Reupload of a previously uploaded film with improved video & sound.

Public domain film from the US National Archives, slightly cropped to remove uneven edges, with the aspect ratio corrected, and one-pass brightness-contrast-color correction & mild video noise reduction applied.
The soundtrack was also processed with volume normalization, noise reduction, clipping reduction, and/or equalization (the resulting sound, though not perfect, is far less noisy than the original).

The Battle of Tarawa (US code name Operation Galvanic) was a battle in the Pacific Theater of World War II, largely fought from November 20 to November 23, 1943. It was the first American offensive in the critical central Pacific region.

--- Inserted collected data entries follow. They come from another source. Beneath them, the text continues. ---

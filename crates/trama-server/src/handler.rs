use std::sync::Arc;

use axum::extract::{Path, Query, State};
use axum::response::Json;
use serde_json::json;
use trama_sdk::{
    parse_edit_values, ContentService, FieldEdit, Language, PageContent, PageIntegrity,
    PageSummary, ServiceError,
};

use crate::error::ServerError;
use crate::wire::{DeleteRequest, DeleteResponse, PageQuery, UpdateRequest, UpdateResponse};

/// Health check handler.
pub async fn health_handler() -> Json<serde_json::Value> {
    Json(json!({
        "status": "ok",
        "name": "trama-server",
        "version": env!("CARGO_PKG_VERSION"),
    }))
}

/// Service metadata: the language set and the batch limits callers must
/// honor.
pub async fn info_handler(State(service): State<Arc<ContentService>>) -> Json<serde_json::Value> {
    let config = service.config();
    let languages: Vec<&str> = Language::REQUIRED.iter().map(Language::code).collect();
    Json(json!({
        "name": "trama-server",
        "version": env!("CARGO_PKG_VERSION"),
        "languages": languages,
        "sharedPageId": config.shared_page_id,
        "maxEditsPerCall": config.max_edits_per_call,
        "maxDeletesPerCall": config.max_deletes_per_call,
    }))
}

/// List every page present in the row store.
pub async fn list_pages_handler(
    State(service): State<Arc<ContentService>>,
) -> Result<Json<Vec<PageSummary>>, ServerError> {
    Ok(Json(service.pages()?))
}

/// Reconstruct one page, in one language or all of them.
pub async fn get_page_handler(
    State(service): State<Arc<ContentService>>,
    Path(page_id): Path<String>,
    Query(query): Query<PageQuery>,
) -> Result<Json<PageContent>, ServerError> {
    let language = parse_language(query.language.as_deref())?;
    Ok(Json(service.get_page(&page_id, language)?))
}

/// Apply one edit batch to one page.
pub async fn update_page_handler(
    State(service): State<Arc<ContentService>>,
    Path(page_id): Path<String>,
    Json(request): Json<UpdateRequest>,
) -> Result<Json<UpdateResponse>, ServerError> {
    if let Some(language) = &request.language {
        tracing::debug!(page = page_id, language, "edit batch submitted");
    }

    let mut edits = Vec::with_capacity(request.edits.len());
    for (json_key, payload) in &request.edits {
        let values = parse_edit_values(&payload.new_text)?;
        edits.push(FieldEdit { json_key: json_key.clone(), values });
    }

    let outcome = service.apply_edits(&page_id, edits)?;
    Ok(Json(UpdateResponse {
        success: true,
        updated_count: outcome.updated_count,
        update_log: outcome.update_log,
    }))
}

/// Delete rows by key.
pub async fn delete_entries_handler(
    State(service): State<Arc<ContentService>>,
    Path(page_id): Path<String>,
    Json(request): Json<DeleteRequest>,
) -> Result<Json<DeleteResponse>, ServerError> {
    let outcome = service.delete_entries(&page_id, &request.keys)?;
    Ok(Json(DeleteResponse {
        success: true,
        deleted_count: outcome.deleted_count,
        delete_log: outcome.delete_log,
    }))
}

/// Integrity report over one page's stored rows.
pub async fn page_integrity_handler(
    State(service): State<Arc<ContentService>>,
    Path(page_id): Path<String>,
) -> Result<Json<PageIntegrity>, ServerError> {
    Ok(Json(service.validate_page(&page_id)?))
}

/// Absent or `"all"` means all-languages reconstruction; anything else must
/// be a required language code.
fn parse_language(raw: Option<&str>) -> Result<Option<Language>, ServerError> {
    match raw {
        None => Ok(None),
        Some("all") => Ok(None),
        Some(code) => {
            let language = code.parse::<Language>().map_err(ServiceError::from)?;
            Ok(Some(language))
        }
    }
}
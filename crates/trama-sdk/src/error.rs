use thiserror::Error;

/// Result alias for service operations.
pub type ServiceResult<T> = Result<T, ServiceError>;

/// Request-level failures.
///
/// These precede any row processing and fail the whole call. Per-field
/// failures inside an accepted batch never surface here; they are recorded
/// in the batch's update log instead.
#[derive(Debug, Error)]
pub enum ServiceError {
    #[error("page id must not be empty")]
    EmptyPageId,

    #[error(transparent)]
    InvalidLanguage(#[from] trama_types::TypeError),

    #[error(transparent)]
    InvalidKey(#[from] trama_path::PathError),

    #[error("newText value for {code} must be a string (got {found})")]
    InvalidText { code: String, found: &'static str },

    #[error("too many edits in one call: {count} (max {max})")]
    TooManyEdits { count: usize, max: usize },

    #[error("too many deletions in one call: {count} (max {max})")]
    TooManyDeletes { count: usize, max: usize },

    #[error("store error: {0}")]
    Store(#[from] trama_store::StoreError),
}

impl ServiceError {
    /// Whether the failure was caused by the request rather than a backend.
    pub fn is_client_error(&self) -> bool {
        !matches!(self, ServiceError::Store(_))
    }
}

It was also the first time in the war that the United States faced serious Japanese opposition to an amphibious landing. Previous landings met little or no initial resistance. The 4,500 Japanese defenders were well-supplied and well-prepared, and they fought almost to the last man, exacting a heavy toll on the United States Marine Corps. The US had suffered similar casualties in other campaigns, for example over the six months in the campaign for Guadalcanal, but in this case the losses were suffered within the space of 76 hours. Nearly 6,000 Japanese and Americans died on the tiny island in the fighting…

The American invasion force to the Gilberts was the largest yet assembled for a single operation in the Pacific, consisting of 17 aircraft carriers (6 CVs, 5 CVLs, and 6 CVEs), 12 battleships, 8 heavy cruisers, 4 light cruisers, 66 destroyers, and 36 transport ships. On board the transports was the 2nd Marine Division and a part of the army’s 27th Infantry Division, for a total of about 35,000 troops.

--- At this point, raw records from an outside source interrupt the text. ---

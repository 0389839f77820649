use std::sync::Arc;

use tokio::net::TcpListener;
use trama_sdk::ContentService;

use crate::config::ServerConfig;
use crate::error::{ServerError, ServerResult};
use crate::router::build_router;

/// Trama content server.
pub struct ContentServer {
    config: ServerConfig,
    service: Arc<ContentService>,
}

impl ContentServer {
    pub fn new(config: ServerConfig, service: Arc<ContentService>) -> Self {
        Self { config, service }
    }

    pub fn config(&self) -> &ServerConfig {
        &self.config
    }

    /// Build the router (useful for testing).
    pub fn router(&self) -> axum::Router {
        build_router(self.service.clone(), self.config.enable_cors)
    }

    /// Start serving requests.
    pub async fn serve(self) -> ServerResult<()> {
        let app = self.router();
        let listener = TcpListener::bind(&self.config.bind_addr).await?;
        tracing::info!("content server listening on {}", self.config.bind_addr);
        axum::serve(listener, app)
            .await
            .map_err(|e| ServerError::Internal(e.to_string()))
    }
}
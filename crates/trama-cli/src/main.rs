use clap::Parser;

mod cli;
mod commands;
mod rows;

fn main() -> anyhow::Result<()> {
    let cli = cli::Cli::parse();
    let level = if cli.verbose {
        tracing::Level::DEBUG
    } else {
        tracing::Level::INFO
    };
    tracing_subscriber::fmt().with_max_level(level).init();
    commands::run_command(cli)
}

As the invasion flotilla hove to in the predawn hours, the islands four 8 inch guns opened fire on the task force. A gunnery duel soon developed as the main batteries on the Colorado and Maryland commenced a counter-battery fire. The counter-battery proved accurate, with several of the 16 inch shells finding their mark…

Following the gunnery duel and an air attack of the island at 0610, the naval bombardment of the island began in earnest and was sustained for the next three hours. Two mine sweepers with two destroyers to provide covering fire entered the lagoon in the pre-dawn hours and cleared the shallows of mines. A guide light from one of the sweepers then guided the landing craft into the lagoon where they awaited the end of the bombardment. The plan was to land Marines on the north beaches, divided into three sections: Red Beach 1 to the far west of the island, Red Beach 2 in the center just west of the pier, and Red Beach 3 to the east of the pier. Green Beach was a contingency landing beach on the western shoreline and was used for the D+1 landings. Black Beaches 1 and 2 made up the southern shore of the island and were not used. The airstrip, running roughly east-west, divided the island into north and south.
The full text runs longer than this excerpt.